EXERCISE BRIEF: Filter the records for "headers" and keep each line that has it.

***** GIVEN ENTRIES

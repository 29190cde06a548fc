use std::time::Duration;

use anyhow::{anyhow, bail, Result};
use base64::Engine;
use beacon_api::args::RepoArgs;
use reqwest::{header, Client, Response, StatusCode};
use serde::{Deserialize, Serialize};
use serde_json::json;
use thiserror::Error;
use tracing::{instrument, Level};
use url::Url;

/// One file revision as stored on the branch.
#[derive(Clone, Debug)]
pub struct RepoFile {
    pub content: Vec<u8>,
    /// Commit that last touched the file; passed back on update so the
    /// server can reject a stale write.
    pub last_commit_id: String,
}

#[derive(Copy, Clone, Debug, PartialEq, Eq, Serialize)]
#[serde(rename_all = "snake_case")]
pub enum CommitActionKind {
    Create,
    Update,
    Delete,
}

#[derive(Clone, Debug, Serialize)]
pub struct CommitAction {
    pub action: CommitActionKind,
    pub file_path: String,
    #[serde(skip_serializing_if = "Option::is_none")]
    pub content: Option<String>,
    #[serde(skip_serializing_if = "Option::is_none")]
    pub last_commit_id: Option<String>,
}

#[derive(Debug, Error)]
pub enum CommitError {
    #[error("commit rejected due to a concurrent change: {0}")]
    Conflict(String),
    #[error(transparent)]
    Other(#[from] ::anyhow::Error),
}

/// Minimal GitLab REST v4 client scoped to one project and branch.
pub struct RepoClient {
    client: Client,
    base: Url,
    branch: String,
}

impl RepoClient {
    const TOKEN_HEADER: &'static str = "PRIVATE-TOKEN";
    const PER_PAGE: usize = 100;

    pub fn try_new(args: &RepoArgs, timeout: Duration) -> Result<Self> {
        let mut headers = header::HeaderMap::new();
        let mut token = header::HeaderValue::from_str(&args.gitlab_token)
            .map_err(|error| anyhow!("failed to encode the access token: {error}"))?;
        token.set_sensitive(true);
        headers.insert(Self::TOKEN_HEADER, token);

        let client = Client::builder()
            .default_headers(headers)
            .timeout(timeout)
            .build()?;

        let base = args.gitlab_url.join(&format!(
            "api/v4/projects/{project}/",
            project = urlencode(&args.gitlab_project),
        ))?;

        Ok(Self {
            client,
            base,
            branch: args.gitlab_branch.clone(),
        })
    }

    /// Fetches a file revision, or `None` if the path is absent on the branch.
    #[instrument(level = Level::INFO, skip(self), err(Display))]
    pub async fn get_file(&self, path: &str) -> Result<Option<RepoFile>> {
        #[derive(Deserialize)]
        struct Payload {
            content: String,
            last_commit_id: String,
        }

        let url = self
            .base
            .join(&format!("repository/files/{}", urlencode(path)))?;
        let response = self
            .client
            .get(url)
            .query(&[("ref", self.branch.as_str())])
            .send()
            .await?;

        if response.status() == StatusCode::NOT_FOUND {
            return Ok(None);
        }

        let payload: Payload = into_checked(response).await?.json().await?;
        let content = ::base64::engine::general_purpose::STANDARD
            .decode(payload.content.replace(['\n', '\r'], ""))
            .map_err(|error| anyhow!("failed to decode file content ({path}): {error}"))?;

        Ok(Some(RepoFile {
            content,
            last_commit_id: payload.last_commit_id,
        }))
    }

    /// Fetches the raw bytes of a blob on the branch.
    #[instrument(level = Level::INFO, skip(self), err(Display))]
    pub async fn get_raw(&self, path: &str) -> Result<Vec<u8>> {
        let url = self
            .base
            .join(&format!("repository/files/{}/raw", urlencode(path)))?;
        let response = self
            .client
            .get(url)
            .query(&[("ref", self.branch.as_str())])
            .send()
            .await?;

        into_checked(response)
            .await?
            .bytes()
            .await
            .map(Into::into)
            .map_err(Into::into)
    }

    /// Lists blob paths below the given directory, following pagination.
    /// A directory that does not exist yet lists as empty.
    #[instrument(level = Level::INFO, skip(self), err(Display))]
    pub async fn list_tree(&self, path: &str) -> Result<Vec<String>> {
        #[derive(Deserialize)]
        struct Entry {
            path: String,
            #[serde(rename = "type")]
            kind: String,
        }

        let url = self.base.join("repository/tree")?;
        let per_page = Self::PER_PAGE.to_string();
        let mut paths = Vec::default();
        for page in 1.. {
            let page_number = page.to_string();
            let response = self
                .client
                .get(url.clone())
                .query(&[
                    ("path", path),
                    ("ref", self.branch.as_str()),
                    ("per_page", per_page.as_str()),
                    ("page", page_number.as_str()),
                ])
                .send()
                .await?;

            if response.status() == StatusCode::NOT_FOUND {
                break;
            }

            let entries: Vec<Entry> = into_checked(response).await?.json().await?;
            let num_entries = entries.len();
            paths.extend(
                entries
                    .into_iter()
                    .filter(|entry| entry.kind == "blob")
                    .map(|entry| entry.path),
            );

            if num_entries < Self::PER_PAGE {
                break;
            }
        }
        Ok(paths)
    }

    /// Commits the given actions onto the branch as one atomic commit.
    #[instrument(level = Level::INFO, skip_all, fields(num_actions = actions.len()), err(Display))]
    pub async fn commit(&self, message: &str, actions: &[CommitAction]) -> Result<(), CommitError> {
        let url = self
            .base
            .join("repository/commits")
            .map_err(::anyhow::Error::from)?;
        let body = json!({
            "branch": &self.branch,
            "commit_message": message,
            "actions": actions,
        });

        let response = self
            .client
            .post(url)
            .json(&body)
            .send()
            .await
            .map_err(::anyhow::Error::from)?;

        let status = response.status();
        if status.is_success() {
            return Ok(());
        }

        let reason = response.text().await.unwrap_or_default();
        // a stale per-action last_commit_id surfaces as 400, a concurrent
        // branch update as 409
        if status == StatusCode::BAD_REQUEST || status == StatusCode::CONFLICT {
            Err(CommitError::Conflict(reason))
        } else {
            Err(CommitError::Other(anyhow!(
                "commit failed with status {status}: {reason}"
            )))
        }
    }
}

async fn into_checked(response: Response) -> Result<Response> {
    let status = response.status();
    if status.is_success() {
        Ok(response)
    } else {
        let reason = response.text().await.unwrap_or_default();
        bail!("request failed with status {status}: {reason}")
    }
}

/// Percent-encodes a repository path for use as one URL segment, as the API
/// expects (`/` becomes `%2F`).
fn urlencode(path: &str) -> String {
    path.bytes()
        .map(|byte| match byte {
            b'A'..=b'Z' | b'a'..=b'z' | b'0'..=b'9' | b'-' | b'_' | b'.' => {
                char::from(byte).to_string()
            }
            byte => format!("%{byte:02X}"),
        })
        .collect()
}

#[cfg(test)]
mod tests {
    use super::urlencode;

    #[test]
    fn paths_encode_as_one_segment() {
        assert_eq!(urlencode("ops/monitoring"), "ops%2Fmonitoring");
        assert_eq!(
            urlencode("dashboards/template.json.tera"),
            "dashboards%2Ftemplate.json.tera",
        );
        assert_eq!(urlencode("42"), "42");
    }
}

**********

ANSWER FOR THE TASK:
        let mut headers = header::HeaderMap::new();
        headers.insert(Self::TOKEN_HEADER, token);
            .default_headers(headers)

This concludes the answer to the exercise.